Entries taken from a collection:
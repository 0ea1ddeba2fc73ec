use crate::common::{generated_files, repository};
use gitsim::areas::repository::Repository;
use pretty_assertions::assert_eq;
use rstest::rstest;

#[rstest]
fn add_dot_stages_whole_working_directory(
    mut repository: Repository,
) -> Result<(), Box<dyn std::error::Error>> {
    let files = generated_files(5);
    for (name, content) in &files {
        repository.write_file(name, content);
    }

    repository.add(&[".".to_string()])?;

    assert_eq!(repository.snapshot().staging_area, files);

    let status = repository.status();
    assert!(status.untracked.is_empty());
    assert!(status.modified.is_empty());
    assert_eq!(status.staged, files.keys().cloned().collect::<Vec<_>>());

    Ok(())
}

#[rstest]
fn add_dot_drops_staged_files_missing_from_working_directory(
    mut repository: Repository,
) -> Result<(), Box<dyn std::error::Error>> {
    repository.write_file("keep.txt", "keep");
    repository.add(&[".".to_string()])?;
    repository.commit("keep")?;
    repository.branch("other")?;

    repository.write_file("gone.txt", "gone");
    repository.add(&["gone.txt".to_string()])?;

    // checkout restores the working directory but keeps the staging area
    repository.checkout("other")?;
    assert!(repository.snapshot().staging_area.contains_key("gone.txt"));

    repository.add(&[".".to_string()])?;

    let staged = repository.snapshot().staging_area;
    assert_eq!(staged.keys().collect::<Vec<_>>(), vec!["keep.txt"]);

    Ok(())
}

#[rstest]
fn add_dot_copies_content_at_staging_time(
    mut repository: Repository,
) -> Result<(), Box<dyn std::error::Error>> {
    repository.write_file("a.txt", "v1");
    repository.add(&[".".to_string()])?;
    repository.write_file("a.txt", "v2");

    assert_eq!(
        repository.snapshot().staging_area.get("a.txt").map(String::as_str),
        Some("v1")
    );

    Ok(())
}
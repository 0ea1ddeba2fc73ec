use crate::areas::repository::Repository;
use crate::artifacts::errors::RepositoryError;
use crate::artifacts::objects::commit::{Commit, CommitSummary};

impl Repository {
    /// Record the staging area as a new commit on the current branch
    ///
    /// The new commit's parent is the current HEAD. HEAD and the current
    /// branch move to the new commit and the staging area is emptied.
    pub fn commit(&mut self, message: &str) -> anyhow::Result<CommitSummary> {
        if self.index().is_empty() {
            return Err(RepositoryError::NothingToCommit.into());
        }

        let parent = self.refs().read_head().cloned();
        let files = self.index().entries().clone();
        let author = self.config().author.clone();
        let message = message.trim().to_string();
        let sequence = self.next_sequence();

        let commit = Commit::new(sequence, parent, files, author, message)?;
        let commit_id = commit.id().clone();
        let summary = CommitSummary::new(self.refs().current_branch().clone(), &commit);

        self.database_mut().store(commit);
        self.refs_mut().update_head(commit_id.clone())?;
        self.index_mut().clear();

        debug_log!(
            "{} advanced to {}",
            self.refs().current_branch(),
            commit_id.to_short_oid()
        );

        Ok(summary)
    }
}
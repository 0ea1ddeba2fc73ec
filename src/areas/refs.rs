//! Branches and HEAD
//!
//! Branches are kept in creation order. HEAD is the commit currently checked
//! out; `None` means no commit has been made (or checked out) yet.
//!
//! Invariants:
//! - `current_branch` always names an entry of `branches`
//! - a branch's `commit_id`, once set, names a stored commit

use crate::artifacts::branch::branch_name::BranchName;
use crate::artifacts::branch::{Branch, BranchListEntry};
use crate::artifacts::errors::RepositoryError;
use crate::artifacts::objects::object_id::ObjectId;

#[derive(Debug, Clone, PartialEq, Eq)]
pub struct Refs {
    branches: Vec<Branch>,
    current_branch: BranchName,
    head: Option<ObjectId>,
}

impl Refs {
    /// Seed the refs with a single empty branch that is checked out
    pub fn new(default_branch: BranchName) -> Self {
        Refs {
            branches: vec![Branch::new(default_branch.clone(), None)],
            current_branch: default_branch,
            head: None,
        }
    }

    pub fn branches(&self) -> &[Branch] {
        &self.branches
    }

    pub fn branch(&self, name: &str) -> Option<&Branch> {
        self.branches.iter().find(|branch| branch.name == *name)
    }

    pub fn branch_exists(&self, name: &str) -> bool {
        self.branch(name).is_some()
    }

    pub fn current_branch(&self) -> &BranchName {
        &self.current_branch
    }

    pub fn read_head(&self) -> Option<&ObjectId> {
        self.head.as_ref()
    }

    pub fn create_branch(
        &mut self,
        name: BranchName,
        target: Option<ObjectId>,
    ) -> Result<(), RepositoryError> {
        if self.branch_exists(name.as_ref()) {
            return Err(RepositoryError::BranchAlreadyExists(name.to_string()));
        }

        self.branches.push(Branch::new(name, target));
        Ok(())
    }

    /// Point HEAD and the current branch at a freshly created commit
    pub fn update_head(&mut self, oid: ObjectId) -> anyhow::Result<()> {
        let current = self.current_branch.clone();
        let branch = self
            .branches
            .iter_mut()
            .find(|branch| branch.name == current)
            .ok_or_else(|| anyhow::anyhow!("current branch '{}' is missing", current))?;

        branch.commit_id = Some(oid.clone());
        self.head = Some(oid);

        Ok(())
    }

    /// Make `name` the current branch and move HEAD to its commit
    ///
    /// # Returns
    ///
    /// The commit the branch points at, if any
    pub fn switch_to(&mut self, name: &str) -> Result<Option<ObjectId>, RepositoryError> {
        let branch = self
            .branch(name)
            .cloned()
            .ok_or_else(|| RepositoryError::BranchNotFound(name.to_string()))?;

        self.current_branch = branch.name;
        self.head = branch.commit_id.clone();

        Ok(branch.commit_id)
    }

    pub fn list_branches(&self) -> Vec<BranchListEntry> {
        self.branches
            .iter()
            .map(|branch| {
                BranchListEntry::new(branch.name.clone(), branch.name == self.current_branch)
            })
            .collect()
    }
}
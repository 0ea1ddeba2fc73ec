use crate::areas::repository::Repository;
use crate::artifacts::errors::RepositoryError;

impl Repository {
    /// Remove files from both the working directory and the staging area
    ///
    /// Every path must exist in the working directory; nothing is removed
    /// otherwise.
    pub fn rm(&mut self, paths: &[String]) -> anyhow::Result<Vec<String>> {
        if paths.is_empty() {
            return Err(RepositoryError::MissingFileName.into());
        }

        if let Some(missing) = paths.iter().find(|path| !self.workspace().contains(path)) {
            return Err(RepositoryError::PathspecNotFound(missing.clone()).into());
        }

        let removed = paths
            .iter()
            .map(|path| {
                self.workspace_mut().remove_file(path);
                self.index_mut().remove(path);
                debug_log!("removed {}", path);

                format!("rm '{}'", path)
            })
            .collect();

        Ok(removed)
    }
}
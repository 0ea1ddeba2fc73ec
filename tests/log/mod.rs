mod show_log_from_head;
//! An in-memory sandbox that mimics a small subset of git.
//!
//! The [`Repository`](areas::repository::Repository) aggregate keeps a working
//! directory, a staging area, an append-only commit list, branches and HEAD.
//! Commands arrive as text lines (`git add .`, `git commit -m "msg"`, ...) and
//! always produce a displayable string, on success and on failure alike.

/// Debug logging that is compiled in only with the `debug_sim` feature flag
///
/// # Usage
/// ```rust,ignore
/// debug_log!("HEAD moved to {}", oid);
/// ```
macro_rules! debug_log {
    ($($arg:tt)*) => {
        #[cfg(feature = "debug_sim")]
        {
            eprintln!($($arg)*);
        }
    };
}

pub mod areas;
pub mod artifacts;
pub mod commands;
pub mod config;
pub mod shell;
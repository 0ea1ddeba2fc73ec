//! Interactive front-end
//!
//! Wraps a [`Repository`] in a line-oriented terminal session. Besides the git
//! vocabulary the shell understands a few builtins, most importantly
//! `echo "<content>" > <file>` for creating files.

use crate::areas::repository::Repository;
use anyhow::Context;
use colored::Colorize;
use std::io::{BufRead, Write};

const ECHO_REDIRECT_REGEX: &str = r#"^echo\s+["'](.*)["']\s*>\s*(\S+)$"#;
const PROMPT: &str = "$ ";

const HELP: &str = r#"Create files:
    echo "<content>" > <file>

Git commands (the leading `git` is optional):
    init                  report repository state
    status                show staged, modified and untracked files
    add <path|.>          stage a file, or the whole working directory
    commit -m <message>   record the staging area
    log                   show history reachable from HEAD
    branch [<name>]       list branches, or create one at HEAD
    checkout <name>       switch branches (discards uncommitted edits)
    diff                  compare the working directory with HEAD
    merge <name>          lay another branch's files over this one and commit
    reset [--mixed|--hard]
                          unstage everything; --hard also restores HEAD's files
    rm <path>             remove a file
    show <path>           print a file

Shell builtins:
    history               list previous commands
    state                 print the repository state as JSON
    restart               start over with an empty repository
    help                  show this help
    exit, quit            leave the shell"#;

#[derive(Debug, Clone, Copy, PartialEq, Eq)]
pub enum ShellControl {
    Continue,
    Exit,
}

pub struct Shell {
    repository: Repository,
    writer: Box<dyn Write>,
    history: Vec<String>,
    color: bool,
    echo_redirect: regex::Regex,
}

impl Shell {
    pub fn new(repository: Repository, writer: Box<dyn Write>) -> anyhow::Result<Self> {
        let echo_redirect = regex::Regex::new(ECHO_REDIRECT_REGEX)
            .with_context(|| format!("invalid echo redirect regex: {ECHO_REDIRECT_REGEX}"))?;
        let color = repository.config().color;

        Ok(Shell {
            repository,
            writer,
            history: vec![],
            color,
            echo_redirect,
        })
    }

    pub fn repository(&self) -> &Repository {
        &self.repository
    }

    pub fn history(&self) -> &[String] {
        &self.history
    }

    pub fn print_banner(&mut self) -> anyhow::Result<()> {
        writeln!(self.writer, "{}git init", PROMPT)?;
        writeln!(self.writer, "{}", self.repository.init())?;

        Ok(())
    }

    /// Handle one input line
    ///
    /// Blank lines are ignored and not recorded in the history.
    pub fn handle_line(&mut self, line: &str) -> anyhow::Result<ShellControl> {
        let line = line.trim();
        if line.is_empty() {
            return Ok(ShellControl::Continue);
        }

        self.history.push(line.to_string());

        match line {
            "exit" | "quit" => return Ok(ShellControl::Exit),
            "help" => writeln!(self.writer, "{}", HELP)?,
            "history" => self.print_history()?,
            "state" => {
                let json = self.repository.snapshot().to_json()?;
                writeln!(self.writer, "{}", json)?;
            }
            "restart" => {
                self.repository.reset_simulator();
                self.history.clear();
                self.print_banner()?;
            }
            _ => {
                if let Some((content, filename)) = self.parse_echo_redirect(line) {
                    self.repository.write_file(&filename, &content);
                } else {
                    let output = self.repository.execute_command(line);
                    if !output.is_empty() {
                        let output = self.paint(&output);
                        writeln!(self.writer, "{}", output)?;
                    }
                }
            }
        }

        Ok(ShellControl::Continue)
    }

    /// Read lines until end of input or `exit`
    ///
    /// With `echo` every line is printed after the prompt before it runs,
    /// which makes script transcripts readable. With `prompt` a prompt is
    /// printed before each read.
    pub fn run<R: BufRead>(&mut self, mut reader: R, echo: bool, prompt: bool) -> anyhow::Result<()> {
        let mut line = String::new();

        loop {
            if prompt {
                write!(self.writer, "{}", PROMPT)?;
                self.writer.flush()?;
            }

            line.clear();
            if reader.read_line(&mut line)? == 0 {
                break;
            }

            if echo && !line.trim().is_empty() {
                writeln!(self.writer, "{}{}", PROMPT, line.trim())?;
            }

            if self.handle_line(&line)? == ShellControl::Exit {
                break;
            }
        }

        self.writer.flush()?;
        Ok(())
    }

    fn parse_echo_redirect(&self, line: &str) -> Option<(String, String)> {
        let captures = self.echo_redirect.captures(line)?;
        let content = captures.get(1)?.as_str().to_string();
        let filename = captures.get(2)?.as_str().to_string();

        Some((content, filename))
    }

    fn print_history(&mut self) -> anyhow::Result<()> {
        for (number, entry) in self.history.iter().enumerate() {
            writeln!(self.writer, "{:>5}  {}", number + 1, entry)?;
        }

        Ok(())
    }

    fn paint(&self, output: &str) -> String {
        if !self.color {
            return output.to_string();
        }

        output
            .lines()
            .map(|line| {
                if line.starts_with("+++") || line.starts_with("---") || line.starts_with("diff --git") {
                    line.bold().to_string()
                } else if line.starts_with('+') {
                    line.green().to_string()
                } else if line.starts_with('-') {
                    line.red().to_string()
                } else if line.starts_with("fatal:") || line.starts_with("error:") {
                    line.red().to_string()
                } else if line.starts_with("commit ") {
                    line.yellow().to_string()
                } else if let Some(branch) = line.strip_prefix("* ") {
                    format!("* {}", branch.green())
                } else {
                    line.to_string()
                }
            })
            .collect::<Vec<_>>()
            .join("\n")
    }
}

## Exercise directions:
Starting at the line that has "one and commit" in the records above, restate word for word every line until the one that has "one input line", and include that one as well.

## Finished exercise:
    merge <name>          lay another branch's files over this one and commit
    reset [--mixed|--hard]
                          unstage everything; --hard also restores HEAD's files
    rm <path>             remove a file
    show <path>           print a file

Shell builtins:
    history               list previous commands
    state                 print the repository state as JSON
    restart               start over with an empty repository
    help                  show this help
    exit, quit            leave the shell"#;

#[derive(Debug, Clone, Copy, PartialEq, Eq)]
pub enum ShellControl {
    Continue,
    Exit,
}

pub struct Shell {
    repository: Repository,
    writer: Box<dyn Write>,
    history: Vec<String>,
    color: bool,
    echo_redirect: regex::Regex,
}

impl Shell {
    pub fn new(repository: Repository, writer: Box<dyn Write>) -> anyhow::Result<Self> {
        let echo_redirect = regex::Regex::new(ECHO_REDIRECT_REGEX)
            .with_context(|| format!("invalid echo redirect regex: {ECHO_REDIRECT_REGEX}"))?;
        let color = repository.config().color;

        Ok(Shell {
            repository,
            writer,
            history: vec![],
            color,
            echo_redirect,
        })
    }

    pub fn repository(&self) -> &Repository {
        &self.repository
    }

    pub fn history(&self) -> &[String] {
        &self.history
    }

    pub fn print_banner(&mut self) -> anyhow::Result<()> {
        writeln!(self.writer, "{}git init", PROMPT)?;
        writeln!(self.writer, "{}", self.repository.init())?;

        Ok(())
    }

    /// Handle one input line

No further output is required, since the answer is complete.